== Material supplied

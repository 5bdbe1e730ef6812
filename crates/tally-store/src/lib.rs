//! `RocksDB` storage layer for the tally credit ledger.
//!
//! This crate provides persistent storage for account balances, the
//! transaction journal, the audit log, reservations, and idempotency
//! records, using `RocksDB` with column families for efficient indexing.
//!
//! # Architecture
//!
//! The storage uses the following column families:
//!
//! - `accounts`: Balance rows, keyed by `account_id`
//! - `transactions`: Journal rows, keyed by `transaction_id` (ULID)
//! - `transactions_by_account`: Index for listing a journal by account
//! - `reservations`: Reservation rows, keyed by `reservation_id`
//! - `reservations_by_account`: Index over *pending* holds per account
//! - `reservations_by_expiry`: Expiry-ordered index over pending holds
//! - `audit_log`: Audit entries, keyed by `account_id || ULID`
//! - `idempotency`: External-operation records, keyed by the caller's key
//! - `cleanup_flags`: Failure counters for holds the sweeper cannot expire
//!
//! All balance-affecting writes go through [`Store::commit_delta`], which
//! lands the balance row, the journal row, the reservation row, and the
//! audit entry in one atomic `WriteBatch`.

#![forbid(unsafe_code)]
#![warn(missing_docs)]
#![warn(clippy::all)]
#![warn(clippy::pedantic)]

pub mod error;
pub mod keys;
pub mod rocks;
pub mod schema;

pub use error::{Result, StoreError};
pub use rocks::RocksStore;

use chrono::{DateTime, Duration, Utc};
use serde::{Deserialize, Serialize};

use tally_core::{
    AccountBalance, AccountId, AuditEntry, Reservation, ReservationId, Transaction, TransactionId,
};

/// One atomic balance mutation and the records written alongside it.
///
/// The `account` row is the already-updated balance. The optional journal
/// row, reservation row, and audit entry ride in the same `WriteBatch`, so
/// either the whole mutation lands or none of it does.
#[derive(Debug)]
pub struct DeltaBatch<'a> {
    /// The updated balance row.
    pub account: &'a AccountBalance,

    /// Journal row to append, if the mutation is journaled.
    pub transaction: Option<&'a Transaction>,

    /// Reservation row to upsert. Pending rows are added to the account and
    /// expiry indexes; terminal rows are removed from them.
    pub reservation: Option<&'a Reservation>,

    /// Audit entry to append.
    pub audit: Option<&'a AuditEntry>,
}

/// Durable record of an externally keyed operation.
///
/// Written `InFlight` before the operation runs and replaced by a
/// `Completed` record carrying the cached result. Records expire after
/// their TTL and are then treated as absent.
#[derive(Debug, Clone, Serialize, Deserialize)]
pub struct IdempotencyRecord {
    /// The external operation key (e.g. a payment id).
    pub key: String,

    /// Whether the operation is running or has completed.
    pub status: IdempotencyStatus,

    /// Cached result of the completed operation.
    pub result: Option<serde_json::Value>,

    /// When the record was written.
    pub created_at: DateTime<Utc>,

    /// When the record lapses.
    pub expires_at: DateTime<Utc>,
}

impl IdempotencyRecord {
    /// Create an in-flight record with the given time-to-live.
    #[must_use]
    pub fn in_flight(key: impl Into<String>, ttl: Duration) -> Self {
        let now = Utc::now();
        Self {
            key: key.into(),
            status: IdempotencyStatus::InFlight,
            result: None,
            created_at: now,
            expires_at: now + ttl,
        }
    }

    /// Create a completed record carrying the operation result.
    #[must_use]
    pub fn completed(key: impl Into<String>, result: serde_json::Value, ttl: Duration) -> Self {
        let now = Utc::now();
        Self {
            key: key.into(),
            status: IdempotencyStatus::Completed,
            result: Some(result),
            created_at: now,
            expires_at: now + ttl,
        }
    }

    /// Check if the record has lapsed.
    #[must_use]
    pub fn is_expired(&self, now: DateTime<Utc>) -> bool {
        now >= self.expires_at
    }
}

/// Status of an idempotency record.
#[derive(Debug, Clone, Copy, PartialEq, Eq, Serialize, Deserialize)]
#[serde(rename_all = "snake_case")]
pub enum IdempotencyStatus {
    /// The operation is currently running.
    InFlight,

    /// The operation completed; `result` holds its cached output.
    Completed,
}

/// The storage trait defining all database operations.
///
/// This trait abstracts the storage layer, allowing for different
/// implementations (e.g. `RocksDB`, in-memory for testing). Implementations
/// must be safe to share across threads; per-account write serialization is
/// enforced above this layer.
pub trait Store: Send + Sync {
    // =========================================================================
    // Account Operations
    // =========================================================================

    /// Insert or overwrite a balance row.
    ///
    /// # Errors
    ///
    /// Returns an error if the database operation fails.
    fn put_account(&self, account: &AccountBalance) -> Result<()>;

    /// Get a balance row by account ID.
    ///
    /// # Errors
    ///
    /// Returns an error if the database operation fails.
    fn get_account(&self, account_id: &AccountId) -> Result<Option<AccountBalance>>;

    /// Atomically commit one balance mutation and its side records.
    ///
    /// # Errors
    ///
    /// Returns an error if the database operation fails. On error nothing
    /// from the batch is persisted.
    fn commit_delta(&self, batch: &DeltaBatch<'_>) -> Result<()>;

    // =========================================================================
    // Journal Operations
    // =========================================================================

    /// Get a journal row by ID.
    ///
    /// # Errors
    ///
    /// Returns an error if the database operation fails.
    fn get_transaction(&self, transaction_id: &TransactionId) -> Result<Option<Transaction>>;

    /// List journal rows for an account, newest first.
    ///
    /// # Errors
    ///
    /// Returns an error if the database operation fails.
    fn list_transactions_by_account(
        &self,
        account_id: &AccountId,
        limit: usize,
        offset: usize,
    ) -> Result<Vec<Transaction>>;

    // =========================================================================
    // Reservation Operations
    // =========================================================================

    /// Get a reservation by ID.
    ///
    /// # Errors
    ///
    /// Returns an error if the database operation fails.
    fn get_reservation(&self, reservation_id: &ReservationId) -> Result<Option<Reservation>>;

    /// Count the pending holds against an account.
    ///
    /// # Errors
    ///
    /// Returns an error if the database operation fails.
    fn count_pending_reservations(&self, account_id: &AccountId) -> Result<usize>;

    /// List pending reservations whose `expires_at` is at or before `now`,
    /// oldest expiry first, up to `limit`.
    ///
    /// # Errors
    ///
    /// Returns an error if the database operation fails.
    fn list_due_reservations(&self, now: DateTime<Utc>, limit: usize) -> Result<Vec<Reservation>>;

    // =========================================================================
    // Audit Operations
    // =========================================================================

    /// List audit entries for an account, newest first.
    ///
    /// # Errors
    ///
    /// Returns an error if the database operation fails.
    fn list_audit_by_account(
        &self,
        account_id: &AccountId,
        limit: usize,
        offset: usize,
    ) -> Result<Vec<AuditEntry>>;

    // =========================================================================
    // Idempotency Operations
    // =========================================================================

    /// Get the record for an external operation key.
    ///
    /// # Errors
    ///
    /// Returns an error if the database operation fails.
    fn get_idempotency(&self, key: &str) -> Result<Option<IdempotencyRecord>>;

    /// Insert or overwrite the record for an external operation key.
    ///
    /// # Errors
    ///
    /// Returns an error if the database operation fails.
    fn put_idempotency(&self, record: &IdempotencyRecord) -> Result<()>;

    /// Delete the record for an external operation key. Deleting an absent
    /// key is a no-op.
    ///
    /// # Errors
    ///
    /// Returns an error if the database operation fails.
    fn delete_idempotency(&self, key: &str) -> Result<()>;

    // =========================================================================
    // Cleanup Bookkeeping
    // =========================================================================

    /// Number of failed expiry attempts recorded for a reservation.
    ///
    /// # Errors
    ///
    /// Returns an error if the database operation fails.
    fn cleanup_failure_count(&self, reservation_id: &ReservationId) -> Result<u32>;

    /// Record one more failed expiry attempt; returns the new count.
    ///
    /// # Errors
    ///
    /// Returns an error if the database operation fails.
    fn bump_cleanup_failures(&self, reservation_id: &ReservationId) -> Result<u32>;

    /// Clear the failure counter after a successful expiry.
    ///
    /// # Errors
    ///
    /// Returns an error if the database operation fails.
    fn clear_cleanup_failures(&self, reservation_id: &ReservationId) -> Result<()>;
}
//! Idempotency guard for externally keyed operations.
//!
//! Wraps credit additions triggered by external events (payment
//! completions, webhook retries) so the same external key can only ever run
//! the operation once. Completed results are cached against the key with a
//! bounded TTL; a key whose operation is still running is rejected rather
//! than raced.

use std::collections::HashSet;
use std::sync::Arc;

use chrono::Utc;
use serde::de::DeserializeOwned;
use serde::Serialize;
use tokio::sync::Mutex;

use tally_core::{LedgerError, Result};
use tally_store::{IdempotencyRecord, IdempotencyStatus, Store};

use crate::config::EngineConfig;

/// Deduplicates externally triggered operations by key.
pub struct IdempotencyGuard {
    store: Arc<dyn Store>,
    in_flight: Mutex<HashSet<String>>,
    completed_ttl: chrono::Duration,
    inflight_ttl: chrono::Duration,
}

impl IdempotencyGuard {
    /// Create a guard over the given store.
    #[must_use]
    pub fn new(store: Arc<dyn Store>, config: &EngineConfig) -> Self {
        Self {
            store,
            in_flight: Mutex::new(HashSet::new()),
            completed_ttl: chrono::Duration::from_std(config.idempotency_ttl)
                .unwrap_or_else(|_| chrono::Duration::hours(24)),
            inflight_ttl: chrono::Duration::from_std(config.idempotency_inflight_ttl)
                .unwrap_or_else(|_| chrono::Duration::seconds(60)),
        }
    }

    /// Run `operation` at most once for `key`.
    ///
    /// If the key already completed, the cached result is returned and
    /// `operation` is not run. If the key is currently in flight — in this
    /// process or, per the durable record, in another — the call fails with
    /// `KeyInFlight` rather than racing a second execution. A failed
    /// operation clears the key so the caller may retry.
    ///
    /// # Errors
    ///
    /// - `LedgerError::KeyInFlight` if the key's operation is running.
    /// - `LedgerError::InvariantViolation` if a cached result no longer
    ///   decodes as `T`.
    /// - Whatever `operation` itself returns.
    pub async fn run_once<F, Fut, T>(&self, key: &str, operation: F) -> Result<T>
    where
        F: FnOnce() -> Fut,
        Fut: std::future::Future<Output = Result<T>>,
        T: Serialize + DeserializeOwned,
    {
        let now = Utc::now();

        // Claim the key, or short-circuit on a prior outcome. The durable
        // record is consulted under the same lock as the local set so two
        // tasks cannot both claim a key.
        {
            let mut in_flight = self.in_flight.lock().await;
            if in_flight.contains(key) {
                return Err(LedgerError::KeyInFlight { key: key.into() });
            }

            match self.store.get_idempotency(key)? {
                Some(record) if !record.is_expired(now) => match record.status {
                    IdempotencyStatus::Completed => {
                        tracing::debug!(key, "Returning cached idempotent result");
                        let value = record.result.ok_or_else(|| {
                            LedgerError::InvariantViolation(format!(
                                "completed idempotency record without result: {key}"
                            ))
                        })?;
                        return serde_json::from_value(value).map_err(|e| {
                            LedgerError::InvariantViolation(format!(
                                "cached idempotency result for {key} no longer decodes: {e}"
                            ))
                        });
                    }
                    IdempotencyStatus::InFlight => {
                        return Err(LedgerError::KeyInFlight { key: key.into() })
                    }
                },
                // Absent or lapsed; lapsed records are overwritten below.
                _ => {}
            }

            in_flight.insert(key.to_string());
        }

        let outcome = self.execute(key, operation).await;

        self.in_flight.lock().await.remove(key);
        outcome
    }

    /// Run the operation with the durable record lifecycle around it.
    async fn execute<F, Fut, T>(&self, key: &str, operation: F) -> Result<T>
    where
        F: FnOnce() -> Fut,
        Fut: std::future::Future<Output = Result<T>>,
        T: Serialize + DeserializeOwned,
    {
        self.store
            .put_idempotency(&IdempotencyRecord::in_flight(key, self.inflight_ttl))?;

        match operation().await {
            Ok(value) => {
                let json = serde_json::to_value(&value).map_err(|e| {
                    LedgerError::InvariantViolation(format!(
                        "idempotent result for {key} is not serializable: {e}"
                    ))
                })?;
                self.store.put_idempotency(&IdempotencyRecord::completed(
                    key,
                    json,
                    self.completed_ttl,
                ))?;
                Ok(value)
            }
            Err(e) => {
                // Clear the claim so a later retry can run the operation.
                if let Err(delete_err) = self.store.delete_idempotency(key) {
                    tracing::warn!(key, error = %delete_err, "Could not clear in-flight idempotency record");
                }
                Err(e)
            }
        }
    }
}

====

Task directions
Every line above carrying the word "overwrite" needs to be shown.

Your solution
    /// Insert or overwrite a balance row.
    /// Insert or overwrite the record for an external operation key.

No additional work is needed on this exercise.